→ Items from a data source
⟨
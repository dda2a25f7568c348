//! Payroll Console - desktop administration client for the payroll backend.

use std::path::PathBuf;

use anyhow::Context;
use clap::Parser;
use eframe::egui;
use payroll_console as app;
use tracing_appender::non_blocking::WorkerGuard;
use tracing_subscriber::EnvFilter;
use tracing_subscriber::prelude::*;

use app::api::ApiClient;
use app::config::{AppConfig, ConfigLoadResult, LoggingConfig};
use app::ui::{App, SetupApp, SetupWizard};

/// Desktop administration console for the payroll backend.
#[derive(Parser)]
#[command(name = "payroll-console", version)]
struct Cli {
    /// Use config.toml from current directory (dev mode)
    #[arg(long)]
    dev: bool,

    /// Backend base URL, overriding the config file
    #[arg(long, value_name = "URL")]
    server: Option<String>,
}

/// Application launch mode.
enum LaunchMode {
    /// Normal operation with valid config.
    Normal(AppConfig),
    /// Setup wizard for first run or invalid config.
    Setup(SetupWizard, Option<String>),
}

fn main() -> eframe::Result<()> {
    let cli = Cli::parse();

    let config_path = if cli.dev {
        PathBuf::from("config.toml")
    } else {
        AppConfig::default_path()
    };

    let loaded = AppConfig::try_load(&config_path);
    let logging = match &loaded {
        ConfigLoadResult::Loaded(config) => config.logging.clone(),
        _ => LoggingConfig::default(),
    };
    let _log_guard = match init_logging(&logging) {
        Ok(guard) => guard,
        Err(e) => {
            init_stdout_logging(&logging);
            tracing::warn!("File logging disabled: {e:#}");
            None
        }
    };

    tracing::info!("Payroll Console starting...");
    if cli.dev {
        tracing::info!("Dev mode: loading config from current directory");
    }
    tracing::info!("Config path: {:?}", config_path);

    let launch_mode = match loaded {
        ConfigLoadResult::Loaded(mut config) => {
            tracing::info!("Config loaded successfully");
            if let Some(server) = cli.server {
                tracing::info!("Server override: {server}");
                config.server.base_url = server;
            }
            LaunchMode::Normal(config)
        }
        ConfigLoadResult::Missing => {
            tracing::info!("Config missing, starting setup wizard");
            LaunchMode::Setup(wizard_for(cli.server, config_path.clone()), None)
        }
        ConfigLoadResult::Invalid(e) => {
            tracing::warn!("Config invalid: {}", e);
            LaunchMode::Setup(wizard_for(cli.server, config_path.clone()), Some(e.to_string()))
        }
    };

    // Create tokio runtime for async operations
    let rt = tokio::runtime::Runtime::new().expect("Failed to create tokio runtime");

    match launch_mode {
        LaunchMode::Normal(config) => {
            match ApiClient::new(&config.server.base_url, config.server.timeout()) {
                Ok(client) => run_main_app(config, client, rt),
                Err(e) => {
                    tracing::error!("Failed to create HTTP client: {e}");
                    let wizard = SetupWizard::with_config(config, config_path);
                    run_setup_wizard(wizard, Some(e.to_string()), rt)
                }
            }
        }
        LaunchMode::Setup(wizard, error) => run_setup_wizard(wizard, error, rt),
    }
}

fn wizard_for(server: Option<String>, config_path: PathBuf) -> SetupWizard {
    let mut config = AppConfig::default();
    if let Some(server) = server {
        config.server.base_url = server;
    }
    SetupWizard::with_config(config, config_path)
}

fn env_filter(logging: &LoggingConfig) -> EnvFilter {
    EnvFilter::try_from_default_env().unwrap_or_else(|_| EnvFilter::new(&logging.level))
}

/// Set up stdout logging and, when enabled, a daily log file in the data directory.
fn init_logging(logging: &LoggingConfig) -> anyhow::Result<Option<WorkerGuard>> {
    let (file_layer, guard) = if logging.file {
        let dirs = directories::ProjectDirs::from("", "", "payroll-console")
            .context("No home directory to place log files in")?;
        let log_dir = dirs.data_dir().join("logs");
        std::fs::create_dir_all(&log_dir)
            .with_context(|| format!("Failed to create {}", log_dir.display()))?;

        let appender = tracing_appender::rolling::daily(&log_dir, "payroll-console.log");
        let (writer, guard) = tracing_appender::non_blocking(appender);
        let layer = tracing_subscriber::fmt::layer()
            .with_ansi(false)
            .with_writer(writer);
        (Some(layer), Some(guard))
    } else {
        (None, None)
    };

    tracing_subscriber::registry()
        .with(env_filter(logging))
        .with(tracing_subscriber::fmt::layer())
        .with(file_layer)
        .try_init()
        .context("Failed to install log subscriber")?;

    Ok(guard)
}

fn init_stdout_logging(logging: &LoggingConfig) {
    let _ = tracing_subscriber::fmt().with_env_filter(env_filter(logging)).try_init();
}

fn install_fonts(ctx: &egui::Context) {
    let mut fonts = egui::FontDefinitions::default();
    egui_phosphor::add_to_fonts(&mut fonts, egui_phosphor::Variant::Regular);
    ctx.set_fonts(fonts);
}

/// Run the setup wizard.
fn run_setup_wizard(
    wizard: SetupWizard,
    initial_error: Option<String>,
    rt: tokio::runtime::Runtime,
) -> eframe::Result<()> {
    let options = eframe::NativeOptions {
        viewport: egui::ViewportBuilder::default()
            .with_title("Payroll Console - Setup")
            .with_inner_size([600.0, 500.0])
            .with_min_inner_size([500.0, 400.0])
            .with_resizable(true),
        ..Default::default()
    };

    eframe::run_native(
        "Payroll Console - Setup",
        options,
        Box::new(|cc| {
            install_fonts(&cc.egui_ctx);
            Ok(Box::new(SetupApp::new(wizard, initial_error, rt)))
        }),
    )
}

/// Run the main application.
fn run_main_app(
    config: AppConfig,
    client: ApiClient,
    rt: tokio::runtime::Runtime,
) -> eframe::Result<()> {
    tracing::info!("Backend: {}", client.base_url());

    let options = eframe::NativeOptions {
        viewport: egui::ViewportBuilder::default()
            .with_title("Payroll Console")
            .with_inner_size([1200.0, 800.0])
            .with_min_inner_size([900.0, 600.0]),
        ..Default::default()
    };

    eframe::run_native(
        "Payroll Console",
        options,
        Box::new(|cc| {
            install_fonts(&cc.egui_ctx);
            Ok(Box::new(App::new(config, client, rt)))
        }),
    )
}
⟩
→ TASK
Restate verbatim the first line above and all lines after it through the line containing "let _log_guard = match"; omit the rest.

→ OUTPUT FOR THIS EXERCISE
repository dda2a25f7568c348
//! Payroll Console - desktop administration client for the payroll backend.

use std::path::PathBuf;

use anyhow::Context;
use clap::Parser;
use eframe::egui;
use payroll_console as app;
use tracing_appender::non_blocking::WorkerGuard;
use tracing_subscriber::EnvFilter;
use tracing_subscriber::prelude::*;

use app::api::ApiClient;
use app::config::{AppConfig, ConfigLoadResult, LoggingConfig};
use app::ui::{App, SetupApp, SetupWizard};

/// Desktop administration console for the payroll backend.
#[derive(Parser)]
#[command(name = "payroll-console", version)]
struct Cli {
    /// Use config.toml from current directory (dev mode)
    #[arg(long)]
    dev: bool,

    /// Backend base URL, overriding the config file
    #[arg(long, value_name = "URL")]
    server: Option<String>,
}

/// Application launch mode.
enum LaunchMode {
    /// Normal operation with valid config.
    Normal(AppConfig),
    /// Setup wizard for first run or invalid config.
    Setup(SetupWizard, Option<String>),
}

fn main() -> eframe::Result<()> {
    let cli = Cli::parse();

    let config_path = if cli.dev {
        PathBuf::from("config.toml")
    } else {
        AppConfig::default_path()
    };

    let loaded = AppConfig::try_load(&config_path);
    let logging = match &loaded {
        ConfigLoadResult::Loaded(config) => config.logging.clone(),
        _ => LoggingConfig::default(),
    };
    let _log_guard = match init_logging(&logging) {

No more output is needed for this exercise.